Présenté judicieusement comme « plat de résistance » de la rencontre, le Trio pour piano et cordes n° 4 en mi mineur « Dumky », opus 90 B. 166 d’Antonin Dvořák conclut le concert. Composé entre novembre 1890 et février 1891, il a été créé le 11 avril 1891 à Prague avec le compositeur au piano.
Rappelons que « dumky », le pluriel de « dumka », fait référence, à l’origine, aux complaintes des personnages captifs. Au XIXe siècle, ce terme qualifie des pièces musicales sombres et introspectives parsemées de mouvements légers et heureux. L’écoute des six courts épisodes musicaux qui composent ce trio confirme cette alternance entre mélancolie et exubérance qui se manifeste non seulement d’un épisode à l’autre, mais parfois même au sein d’un même mouvement. Les musiciens s’impliquent avec ferveur dans ces contrastes expressifs qui confèrent une vitalité réjouissante au texte musical.

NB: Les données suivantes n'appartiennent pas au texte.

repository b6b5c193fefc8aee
//! Driven port for sending HTTP requests to the status page API.
//!
//! The access layer builds fully resolved requests and interprets responses;
//! adapters only move bytes and classify transport failures.

use std::collections::VecDeque;
use std::sync::{Arc, Mutex, PoisonError};

use async_trait::async_trait;

use super::define_port_error;

/// HTTP verbs used by the API.
#[derive(Debug, Clone, Copy, PartialEq, Eq)]
pub enum HttpMethod {
    /// `GET`
    Get,
    /// `POST`
    Post,
    /// `PUT`
    Put,
    /// `DELETE`
    Delete,
}

impl HttpMethod {
    /// Upper-case verb.
    pub fn as_str(self) -> &'static str {
        match self {
            Self::Get => "GET",
            Self::Post => "POST",
            Self::Put => "PUT",
            Self::Delete => "DELETE",
        }
    }
}

/// Fully resolved request handed to a transport.
#[derive(Debug, Clone, PartialEq, Eq)]
pub struct ApiRequest {
    /// Verb.
    pub method: HttpMethod,
    /// Absolute URL: base URL joined with the endpoint path.
    pub url: String,
    /// Header pairs in the order they were added.
    pub headers: Vec<(String, String)>,
    /// Serialised JSON payload.
    pub body: Option<String>,
}

impl ApiRequest {
    /// First header value matching `name`, compared case-insensitively.
    pub fn header(&self, name: &str) -> Option<&str> {
        self.headers
            .iter()
            .find(|(key, _)| key.eq_ignore_ascii_case(name))
            .map(|(_, value)| value.as_str())
    }
}

/// Raw response returned by a transport.
#[derive(Debug, Clone, PartialEq, Eq)]
pub struct ApiResponse {
    /// HTTP status code.
    pub status: u16,
    /// `Content-Type` header, when sent.
    pub content_type: Option<String>,
    /// Raw body bytes.
    pub body: Vec<u8>,
}

impl ApiResponse {
    /// JSON response with the given status and body.
    pub fn json(status: u16, body: &serde_json::Value) -> Self {
        Self {
            status,
            content_type: Some("application/json; charset=utf-8".to_owned()),
            body: body.to_string().into_bytes(),
        }
    }

    /// Response with no declared content type and an empty body.
    pub fn empty(status: u16) -> Self {
        Self {
            status,
            content_type: None,
            body: Vec::new(),
        }
    }

    /// Any 2xx status.
    pub fn is_success(&self) -> bool {
        (200..300).contains(&self.status)
    }

    /// Whether the declared content type carries JSON.
    pub fn is_json(&self) -> bool {
        self.content_type
            .as_deref()
            .is_some_and(|value| value.to_ascii_lowercase().contains("application/json"))
    }
}

define_port_error! {
    /// Failures raised before a response was received.
    pub enum TransportError {
        /// Connection refused, DNS failure, or the host is offline.
        Unreachable { message: String } =>
            "server unreachable: {message}",
        /// The request could not be built.
        InvalidRequest { message: String } =>
            "invalid request: {message}",
        /// The response body could not be read.
        Body { message: String } =>
            "failed to read response body: {message}",
    }
}

/// Port for performing one HTTP exchange.
#[cfg_attr(test, mockall::automock)]
#[async_trait]
pub trait HttpTransport: Send + Sync {
    /// Send `request` and return the raw response, whatever its status.
    async fn send(&self, request: ApiRequest) -> Result<ApiResponse, TransportError>;
}

/// Transport double that replays queued outcomes and records requests.
///
/// Running out of scripted outcomes yields
/// [`TransportError::InvalidRequest`] so unexpected calls surface in tests.
#[derive(Debug, Clone, Default)]
pub struct ScriptedHttpTransport {
    outcomes: Arc<Mutex<VecDeque<Result<ApiResponse, TransportError>>>>,
    requests: Arc<Mutex<Vec<ApiRequest>>>,
}

impl ScriptedHttpTransport {
    /// Transport with nothing queued.
    pub fn new() -> Self {
        Self::default()
    }

    /// Queue a response for the next call.
    pub fn push_response(&self, response: ApiResponse) {
        self.push_outcome(Ok(response));
    }

    /// Queue a transport failure for the next call.
    pub fn push_error(&self, error: TransportError) {
        self.push_outcome(Err(error));
    }

    fn push_outcome(&self, outcome: Result<ApiResponse, TransportError>) {
        self.outcomes
            .lock()
            .unwrap_or_else(PoisonError::into_inner)
            .push_back(outcome);
    }

    /// Requests sent so far, oldest first.
    pub fn requests(&self) -> Vec<ApiRequest> {
        self.requests
            .lock()
            .unwrap_or_else(PoisonError::into_inner)
            .clone()
    }
}

#[async_trait]
impl HttpTransport for ScriptedHttpTransport {
    async fn send(&self, request: ApiRequest) -> Result<ApiResponse, TransportError> {
        let description = format!("{} {}", request.method.as_str(), request.url);
        self.requests
            .lock()
            .unwrap_or_else(PoisonError::into_inner)
            .push(request);
        self.outcomes
            .lock()
            .unwrap_or_else(PoisonError::into_inner)
            .pop_front()
            .unwrap_or_else(|| {
                Err(TransportError::invalid_request(format!(
                    "no scripted response for {description}"
                )))
            })
    }
}
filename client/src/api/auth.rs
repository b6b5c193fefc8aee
//! Authentication endpoints.

use serde::Deserialize;

use super::ApiClient;
use super::dto::{LoginRequestDto, RegisterRequestDto};
use crate::domain::{
    BearerToken, ClientResult, LoginCredentials, Organization, RegistrationRequest, User,
};

/// Successful login or registration response.
#[derive(Debug, Clone, PartialEq, Deserialize)]
pub struct AuthGrant {
    /// Token for subsequent requests.
    pub token: BearerToken,
    /// Signed-in user.
    pub user: User,
    /// Organization the user belongs to, when returned.
    #[serde(default)]
    pub organization: Option<Organization>,
}

/// Response of `GET /auth/me`.
#[derive(Debug, Clone, PartialEq, Deserialize)]
pub struct Profile {
    /// Current user.
    pub user: User,
    /// Current organization, when returned.
    #[serde(default)]
    pub organization: Option<Organization>,
}

/// Accessor for `/auth/*`.
pub struct AuthApi<'a> {
    client: &'a ApiClient,
}

impl<'a> AuthApi<'a> {
    pub(super) fn new(client: &'a ApiClient) -> Self {
        Self { client }
    }

    /// `POST /auth/login`.
    pub async fn login(&self, credentials: &LoginCredentials) -> ClientResult<AuthGrant> {
        self.client
            .post_as("/auth/login", &LoginRequestDto::from(credentials))
            .await
    }

    /// `POST /auth/register`.
    pub async fn register(&self, request: &RegistrationRequest) -> ClientResult<AuthGrant> {
        self.client
            .post_as("/auth/register", &RegisterRequestDto::from(request))
            .await
    }

    /// `GET /auth/me` using the client's current token.
    pub async fn me(&self) -> ClientResult<Profile> {
        self.client.get_as("/auth/me").await
    }
}
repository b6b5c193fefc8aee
//! Client-level error types.
//!
//! Every failure an operation can produce is folded into [`ClientError`] so
//! callers branch on the kind instead of matching message strings.

use serde::{Deserialize, Serialize};
use serde_json::Value;
use thiserror::Error;

use super::auth::{LoginValidationError, RegistrationValidationError};
use super::incident::IncidentValidationError;
use super::service::ServiceValidationError;

/// Message carried when the server cannot be reached at all.
pub const UNREACHABLE_SERVER_MESSAGE: &str =
    "Unable to reach the server. Please check API base URL.";

/// Fallback message when a failed response carries no usable `message`.
pub const REQUEST_FAILED_MESSAGE: &str = "Request failed";

/// Normalised API failure.
///
/// ## Invariants
/// - `status` is `None` only for failures where no response was received.
/// - `details` holds the parsed response body when the server sent JSON.
///
/// # Examples
/// ```
/// use serde_json::json;
/// use status_client::domain::ApiError;
///
/// let err = ApiError::from_response(404, Some(json!({ "message": "Not found" })));
/// assert_eq!(err.status(), Some(404));
/// assert_eq!(err.message(), "Not found");
/// ```
#[derive(Debug, Clone, PartialEq, Serialize, Deserialize, Error)]
#[error("{message}")]
pub struct ApiError {
    message: String,
    status: Option<u16>,
    details: Option<Value>,
}

impl ApiError {
    /// Create an error without structured details.
    pub fn new(message: impl Into<String>, status: Option<u16>) -> Self {
        Self {
            message: message.into(),
            status,
            details: None,
        }
    }

    /// The server could not be reached.
    pub fn unreachable() -> Self {
        Self::new(UNREACHABLE_SERVER_MESSAGE, None)
    }

    /// Build an error from a non-success response and its parsed body.
    pub fn from_response(status: u16, payload: Option<Value>) -> Self {
        let message = payload
            .as_ref()
            .and_then(|body| body.get("message"))
            .and_then(Value::as_str)
            .filter(|message| !message.is_empty())
            .unwrap_or(REQUEST_FAILED_MESSAGE)
            .to_owned();
        Self {
            message,
            status: Some(status),
            details: payload,
        }
    }

    /// Human-readable message suitable for a notice.
    pub fn message(&self) -> &str {
        self.message.as_str()
    }

    /// HTTP status code, absent for unreachable-server failures.
    pub fn status(&self) -> Option<u16> {
        self.status
    }

    /// Structured payload returned by the server, if any.
    pub fn details(&self) -> Option<&Value> {
        self.details.as_ref()
    }

}

/// Client-side required-field failures, raised before any request is sent.
#[derive(Debug, Clone, PartialEq, Eq, Error)]
pub enum ValidationError {
    /// Login form.
    #[error(transparent)]
    Login(#[from] LoginValidationError),
    /// Registration form.
    #[error(transparent)]
    Registration(#[from] RegistrationValidationError),
    /// New service form.
    #[error(transparent)]
    Service(#[from] ServiceValidationError),
    /// New incident form or update note.
    #[error(transparent)]
    Incident(#[from] IncidentValidationError),
}

/// Tagged failure union returned by every client operation.
#[derive(Debug, Clone, PartialEq, Error)]
pub enum ClientError {
    /// The server could not be reached (connection refused, DNS, offline).
    #[error("{0}")]
    Network(ApiError),
    /// The server answered with a non-success status.
    #[error("{0}")]
    Api(ApiError),
    /// Form input failed validation; no request was sent.
    #[error(transparent)]
    Validation(#[from] ValidationError),
    /// A profile refresh failed and the session was ended.
    #[error("{source}")]
    SessionExpired {
        /// Failure that ended the session.
        source: Box<ClientError>,
    },
    /// A response claimed to be JSON but could not be decoded.
    #[error("failed to decode response: {message}")]
    Decode {
        /// Decoder message.
        message: String,
    },
    /// The request could not be built or its body could not be read.
    #[error("request failed before a response was received: {message}")]
    Transport {
        /// Adapter message.
        message: String,
    },
}

impl ClientError {
    /// Wrap the cause of a failed profile refresh.
    pub fn session_expired(cause: Self) -> Self {
        Self::SessionExpired {
            source: Box::new(cause),
        }
    }

    /// Response body could not be decoded.
    pub fn decode(message: impl Into<String>) -> Self {
        Self::Decode {
            message: message.into(),
        }
    }

    /// Request failed before a response arrived.
    pub fn transport(message: impl Into<String>) -> Self {
        Self::Transport {
            message: message.into(),
        }
    }

    /// The normalised API error, looking through `SessionExpired`.
    pub fn api_error(&self) -> Option<&ApiError> {
        match self {
            Self::Network(error) | Self::Api(error) => Some(error),
            Self::SessionExpired { source } => source.api_error(),
            Self::Validation(_) | Self::Decode { .. } | Self::Transport { .. } => None,
        }
    }

    /// HTTP status of the underlying API error, if one was received.
    pub fn status(&self) -> Option<u16> {
        self.api_error().and_then(ApiError::status)
    }

    /// `true` when the server rejected the caller's credentials or token.
    pub fn is_unauthorized(&self) -> bool {
        self.status() == Some(401)
    }

    /// `true` when the server could not be reached, looking through
    /// `SessionExpired`.
    pub fn is_network(&self) -> bool {
        match self {
            Self::Network(_) => true,
            Self::SessionExpired { source } => source.is_network(),
            _ => false,
        }
    }
}

impl From<LoginValidationError> for ClientError {
    fn from(value: LoginValidationError) -> Self {
        Self::Validation(value.into())
    }
}

impl From<RegistrationValidationError> for ClientError {
    fn from(value: RegistrationValidationError) -> Self {
        Self::Validation(value.into())
    }
}

impl From<ServiceValidationError> for ClientError {
    fn from(value: ServiceValidationError) -> Self {
        Self::Validation(value.into())
    }
}

impl From<IncidentValidationError> for ClientError {
    fn from(value: IncidentValidationError) -> Self {
        Self::Validation(value.into())
    }
}
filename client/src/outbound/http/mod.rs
//! HTTP transport adapters.

mod reqwest_transport;

pub use reqwest_transport::ReqwestTransport;
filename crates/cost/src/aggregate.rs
//! Per-account cost aggregation over Cost Explorer pages.

use std::collections::HashMap;
use std::sync::Arc;

use chrono::{DateTime, Utc};
use tracing::{debug, info, instrument};

use crate::providers::{
    CostExplorerApi, CostMetric, CostPage, CostQuery, CostQueryError, CostRecord, Granularity,
    TimeWindow,
};

/// Summed cost per linked account for one granularity.
///
/// Accounts that never received a positive contribution are absent and read
/// as `0.0`.
#[derive(Debug, Clone, Default, PartialEq)]
pub struct CostTotals {
    totals: HashMap<String, f64>,
}

impl CostTotals {
    /// Create empty totals.
    #[must_use]
    pub fn new() -> Self {
        Self::default()
    }

    /// Total for `account_id`, `0.0` when absent.
    #[must_use]
    pub fn get(&self, account_id: &str) -> f64 {
        self.totals.get(account_id).copied().unwrap_or(0.0)
    }

    /// Add `amount` to `account_id` if it is positive.
    ///
    /// Returns whether the amount was counted.
    pub fn add_positive(&mut self, account_id: &str, amount: f64) -> bool {
        if amount > 0.0 {
            *self.totals.entry(account_id.to_string()).or_insert(0.0) += amount;
            true
        } else {
            false
        }
    }

    /// Number of accounts with a recorded total.
    #[must_use]
    pub fn len(&self) -> usize {
        self.totals.len()
    }

    /// Whether no account has a recorded total.
    #[must_use]
    pub fn is_empty(&self) -> bool {
        self.totals.is_empty()
    }

    /// Sum over all accounts.
    #[must_use]
    pub fn grand_total(&self) -> f64 {
        self.totals.values().sum()
    }

    /// Convert to records sorted by account id.
    #[must_use]
    pub fn records(&self, granularity: Granularity) -> Vec<CostRecord> {
        let mut records: Vec<CostRecord> = self
            .totals
            .iter()
            .map(|(account_id, amount)| CostRecord {
                account_id: account_id.clone(),
                granularity,
                amount: *amount,
            })
            .collect();
        records.sort_by(|a, b| a.account_id.cmp(&b.account_id));
        records
    }
}

impl<S: Into<String>> FromIterator<(S, f64)> for CostTotals {
    fn from_iter<I: IntoIterator<Item = (S, f64)>>(iter: I) -> Self {
        let mut totals = Self::new();
        for (account_id, amount) in iter {
            totals.add_positive(&account_id.into(), amount);
        }
        totals
    }
}

/// Queries Cost Explorer and sums amortized cost per linked account.
pub struct CostAggregator {
    api: Arc<dyn CostExplorerApi>,
    metrics: Vec<CostMetric>,
}

impl CostAggregator {
    /// Metric summed into the totals.
    pub const CONSUMED_METRIC: CostMetric = CostMetric::AmortizedCost;

    /// Create an aggregator that requests the full metric set.
    #[must_use]
    pub fn new(api: Arc<dyn CostExplorerApi>) -> Self {
        Self {
            api,
            metrics: CostMetric::ALL.to_vec(),
        }
    }

    /// Request only the consumed metric instead of the full set.
    #[must_use]
    pub fn amortized_only(mut self) -> Self {
        self.metrics = vec![Self::CONSUMED_METRIC];
        self
    }

    /// Metrics each query requests.
    #[must_use]
    pub fn metrics(&self) -> &[CostMetric] {
        &self.metrics
    }

    /// Sum costs per account over the window `granularity` covers at `now`.
    ///
    /// # Errors
    ///
    /// Returns [`CostQueryError`] if any page request fails or any group on
    /// any page carries a missing or malformed amount. No partial totals are
    /// returned.
    pub async fn aggregate(
        &self,
        granularity: Granularity,
        now: DateTime<Utc>,
    ) -> Result<CostTotals, CostQueryError> {
        let window = granularity.window(now);
        info!(%granularity, %window, "Aggregating costs");
        self.aggregate_window(window).await
    }

    /// Sum costs per account over `window`, following every page.
    ///
    /// # Errors
    ///
    /// See [`CostAggregator::aggregate`].
    #[instrument(skip(self, window), fields(provider = self.api.name(), window = %window))]
    pub async fn aggregate_window(&self, window: TimeWindow) -> Result<CostTotals, CostQueryError> {
        let mut totals = CostTotals::new();

        if window.is_empty() {
            // Cost Explorer rejects Start == End; nothing has been billed yet.
            debug!("Empty window, skipping query");
            return Ok(totals);
        }

        let mut query = CostQuery {
            time_period: window,
            metrics: self.metrics.clone(),
            next_page_token: None,
        };
        let mut pages = 0_u32;

        loop {
            let page = self.api.get_cost_and_usage(&query).await?;
            pages += 1;
            accumulate(&mut totals, &page)?;

            match page.next_page_token {
                Some(token) => query.next_page_token = Some(token),
                None => break,
            }
        }

        info!(
            pages,
            accounts = totals.len(),
            total = totals.grand_total(),
            "Aggregated costs"
        );
        Ok(totals)
    }
}

/// Add every positive amortized amount on `page` to `totals`.
fn accumulate(totals: &mut CostTotals, page: &CostPage) -> Result<(), CostQueryError> {
    for bucket in &page.results_by_time {
        for group in &bucket.groups {
            let account_id = group.account_id()?;
            let amount = group.amount(CostAggregator::CONSUMED_METRIC)?;
            if !totals.add_positive(account_id, amount) {
                debug!(account_id, amount, "Skipping non-positive amount");
            }
        }
    }
    Ok(())
}
//! Provider traits and common types.

use std::collections::HashMap;

use async_trait::async_trait;
use chrono::{DateTime, Datelike, Duration, NaiveDate, Utc};
use serde::Deserialize;
use thiserror::Error;

/// Errors that can occur while listing the organization's accounts.
#[derive(Error, Debug)]
pub enum DirectoryError {
    /// Organizations API call failed (permissions, network, throttling).
    #[error("Organizations API error: {0}")]
    Api(String),

    /// Invalid fetcher configuration.
    #[error("Invalid directory configuration: {0}")]
    Config(String),
}

/// Errors that can occur while querying and summing costs.
#[derive(Error, Debug)]
pub enum CostQueryError {
    /// Cost Explorer API call failed.
    #[error("Cost Explorer API error: {0}")]
    Api(String),

    /// The requested time period could not be expressed as a query.
    #[error("Invalid time range: {0}")]
    InvalidTimeRange(String),

    /// A result group carried no linked account key.
    #[error("Cost group has no linked account key")]
    MissingGroupKey,

    /// The consumed metric was absent from a result group.
    #[error("Metric {metric} missing for account {account_id}")]
    MissingMetric {
        metric: CostMetric,
        account_id: String,
    },

    /// The metric amount was not a finite decimal number.
    #[error("Invalid {metric} amount {amount:?} for account {account_id}")]
    InvalidAmount {
        metric: CostMetric,
        account_id: String,
        amount: String,
    },
}

// ============================================================================
// Accounts
// ============================================================================

/// A member account of the organization.
#[derive(Debug, Clone, PartialEq, Eq)]
pub struct Account {
    /// Opaque account identifier (12-digit AWS account id).
    pub id: String,
    /// Display name.
    pub name: String,
}

impl Account {
    /// Create a new account.
    #[must_use]
    pub fn new(id: impl Into<String>, name: impl Into<String>) -> Self {
        Self {
            id: id.into(),
            name: name.into(),
        }
    }
}

/// One page of a `ListAccounts` response.
#[derive(Debug, Clone, Default)]
pub struct AccountPage {
    /// Accounts on this page, in API order.
    pub accounts: Vec<Account>,
    /// Token for the next page, if any.
    pub next_token: Option<String>,
}

// ============================================================================
// Time windows
// ============================================================================

/// Reporting granularity.
#[derive(Debug, Clone, Copy, PartialEq, Eq, Hash)]
pub enum Granularity {
    /// The last 24 hours, at date precision.
    Daily,
    /// Month to date.
    Monthly,
}

impl Granularity {
    /// Compute the query window for this granularity relative to `now`.
    ///
    /// Both ends are UTC calendar dates. The end date is exclusive, the way
    /// Cost Explorer interprets `TimePeriod.End`.
    #[must_use]
    pub fn window(self, now: DateTime<Utc>) -> TimeWindow {
        let today = now.date_naive();
        let start = match self {
            Self::Daily => (now - Duration::hours(24)).date_naive(),
            Self::Monthly => today - Duration::days(i64::from(today.day0())),
        };
        TimeWindow { start, end: today }
    }
}

impl std::fmt::Display for Granularity {
    fn fmt(&self, f: &mut std::fmt::Formatter<'_>) -> std::fmt::Result {
        match self {
            Self::Daily => write!(f, "DAILY"),
            Self::Monthly => write!(f, "MONTHLY"),
        }
    }
}

/// A date interval `[start, end)`.
#[derive(Debug, Clone, Copy, PartialEq, Eq)]
pub struct TimeWindow {
    /// First date included.
    pub start: NaiveDate,
    /// First date excluded.
    pub end: NaiveDate,
}

impl TimeWindow {
    /// Whether the window covers no days at all.
    #[must_use]
    pub fn is_empty(&self) -> bool {
        self.start >= self.end
    }

    /// Start date formatted as `YYYY-MM-DD`.
    #[must_use]
    pub fn start_date(&self) -> String {
        self.start.format("%Y-%m-%d").to_string()
    }

    /// End date formatted as `YYYY-MM-DD`.
    #[must_use]
    pub fn end_date(&self) -> String {
        self.end.format("%Y-%m-%d").to_string()
    }
}

impl std::fmt::Display for TimeWindow {
    fn fmt(&self, f: &mut std::fmt::Formatter<'_>) -> std::fmt::Result {
        write!(f, "{}..{}", self.start_date(), self.end_date())
    }
}

// ============================================================================
// Cost query types
// ============================================================================

/// Cost Explorer metric names.
#[derive(Debug, Clone, Copy, PartialEq, Eq, Hash)]
pub enum CostMetric {
    AmortizedCost,
    BlendedCost,
    NetAmortizedCost,
    NetUnblendedCost,
    NormalizedUsageAmount,
    UnblendedCost,
    UsageQuantity,
}

impl CostMetric {
    /// Every metric Cost Explorer can return for a grouped query.
    pub const ALL: [Self; 7] = [
        Self::AmortizedCost,
        Self::BlendedCost,
        Self::NetAmortizedCost,
        Self::NetUnblendedCost,
        Self::NormalizedUsageAmount,
        Self::UnblendedCost,
        Self::UsageQuantity,
    ];

    /// Wire name of the metric.
    #[must_use]
    pub const fn as_str(&self) -> &'static str {
        match self {
            Self::AmortizedCost => "AmortizedCost",
            Self::BlendedCost => "BlendedCost",
            Self::NetAmortizedCost => "NetAmortizedCost",
            Self::NetUnblendedCost => "NetUnblendedCost",
            Self::NormalizedUsageAmount => "NormalizedUsageAmount",
            Self::UnblendedCost => "UnblendedCost",
            Self::UsageQuantity => "UsageQuantity",
        }
    }
}

impl std::fmt::Display for CostMetric {
    fn fmt(&self, f: &mut std::fmt::Formatter<'_>) -> std::fmt::Result {
        f.write_str(self.as_str())
    }
}

/// Request for one page of linked-account grouped costs.
///
/// The API granularity is always daily; monthly figures are produced by
/// summing the daily buckets over the month-to-date window.
#[derive(Debug, Clone)]
pub struct CostQuery {
    /// Date interval to query.
    pub time_period: TimeWindow,
    /// Metrics to request.
    pub metrics: Vec<CostMetric>,
    /// Pagination cursor.
    pub next_page_token: Option<String>,
}

/// A summed cost for one account at one granularity.
#[derive(Debug, Clone, PartialEq)]
pub struct CostRecord {
    pub account_id: String,
    pub granularity: Granularity,
    pub amount: f64,
}

// ============================================================================
// Cost response schema
// ============================================================================

/// One page of a `GetCostAndUsage` response.
#[derive(Debug, Clone, Default, Deserialize)]
#[serde(rename_all = "PascalCase")]
pub struct CostPage {
    /// Time buckets returned on this page.
    #[serde(default)]
    pub results_by_time: Vec<ResultByTime>,
    /// Token for the next page, if any.
    pub next_page_token: Option<String>,
}

/// A single time bucket.
#[derive(Debug, Clone, Default, Deserialize)]
#[serde(rename_all = "PascalCase")]
pub struct ResultByTime {
    /// Per-account groups within the bucket.
    #[serde(default)]
    pub groups: Vec<CostGroup>,
}

/// Costs for one group key (linked account) within a bucket.
#[derive(Debug, Clone, Default, Deserialize)]
#[serde(rename_all = "PascalCase")]
pub struct CostGroup {
    /// Group keys; the first is the linked account id.
    #[serde(default)]
    pub keys: Vec<String>,
    /// Metric name to value.
    #[serde(default)]
    pub metrics: HashMap<String, MetricValue>,
}

/// A metric amount as returned by the API.
#[derive(Debug, Clone, Default, Deserialize)]
#[serde(rename_all = "PascalCase")]
pub struct MetricValue {
    /// Decimal amount encoded as a string.
    pub amount: Option<String>,
    /// Unit, e.g. "USD".
    pub unit: Option<String>,
}

impl CostGroup {
    /// Linked account id of this group.
    ///
    /// # Errors
    ///
    /// Returns [`CostQueryError::MissingGroupKey`] if the group has no keys.
    pub fn account_id(&self) -> Result<&str, CostQueryError> {
        self.keys
            .first()
            .map(String::as_str)
            .ok_or(CostQueryError::MissingGroupKey)
    }

    /// Parse the amount of `metric` for this group.
    ///
    /// # Errors
    ///
    /// Returns an error if the metric is absent or its amount is not a
    /// finite number.
    pub fn amount(&self, metric: CostMetric) -> Result<f64, CostQueryError> {
        let account_id = self.account_id()?;
        let raw = self
            .metrics
            .get(metric.as_str())
            .and_then(|value| value.amount.as_deref())
            .ok_or_else(|| CostQueryError::MissingMetric {
                metric,
                account_id: account_id.to_string(),
            })?;

        raw.parse::<f64>()
            .ok()
            .filter(|amount| amount.is_finite())
            .ok_or_else(|| CostQueryError::InvalidAmount {
                metric,
                account_id: account_id.to_string(),
                amount: raw.to_string(),
            })
    }
}

// ============================================================================
// Provider traits
// ============================================================================

/// Access to the organization's account listing.
#[async_trait]
pub trait OrganizationsApi: Send + Sync {
    /// Get the provider name (e.g., "aws-organizations").
    fn name(&self) -> &'static str;

    /// Fetch one page of accounts.
    ///
    /// # Errors
    ///
    /// Returns an error if the API request fails.
    async fn list_accounts(
        &self,
        max_results: i32,
        next_token: Option<String>,
    ) -> Result<AccountPage, DirectoryError>;
}

/// Access to grouped cost and usage data.
#[async_trait]
pub trait CostExplorerApi: Send + Sync {
    /// Get the provider name (e.g., "aws-cost-explorer").
    fn name(&self) -> &'static str;

    /// Fetch one page of linked-account grouped costs.
    ///
    /// # Errors
    ///
    /// Returns an error if the API request fails.
    async fn get_cost_and_usage(&self, query: &CostQuery) -> Result<CostPage, CostQueryError>;
}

Cohésion rythmique et équilibre sonore caractérisent toujours le jeu collectif des interprètes.

L’accueil chaleureux du public obtient une reprise du final de ce trio de Dvořák, prolongeant ainsi l’esprit « Mitteleuropa » de la soirée. On attend maintenant l’annonce du programme de la saison prochaine de ces Clefs de Saint-Pierre toujours aussi imaginatives.
Serge Chauzy
Programme du concert
Franz Schubert : Sonatensatz D. 28 pour trio avec piano – Allegro
Joseph Haydn : Trio avec piano n° 39 en sol majeur HobvXV/25 « Gipsy »
Andante
Poco adagio. Cantabile
Rondo all’Ongarese: Presto
Antonín Dvořák : Trio avec piano n° 4 opus 90 B166 en mi mineur « Dumky »
Dumka I Lento maestoso (Allegro quasi doppio movimiendo — en mi mineur, puis majeur)
Dumka II Poco adagio (Vivace non troppo/Vivace — en ut dièse mineur)
Dumka III Andante (Vivace non troppo/Allegretto — en la majeur)
Dumka IV Andante moderato (Allegro scherzando, Quasi tempo di marci — en ré mineur, puis majeur)
Dumka V Allegro (en mi bémol majeur)
Dumka VI Lento maestoso (en ut mineur, puis majeur)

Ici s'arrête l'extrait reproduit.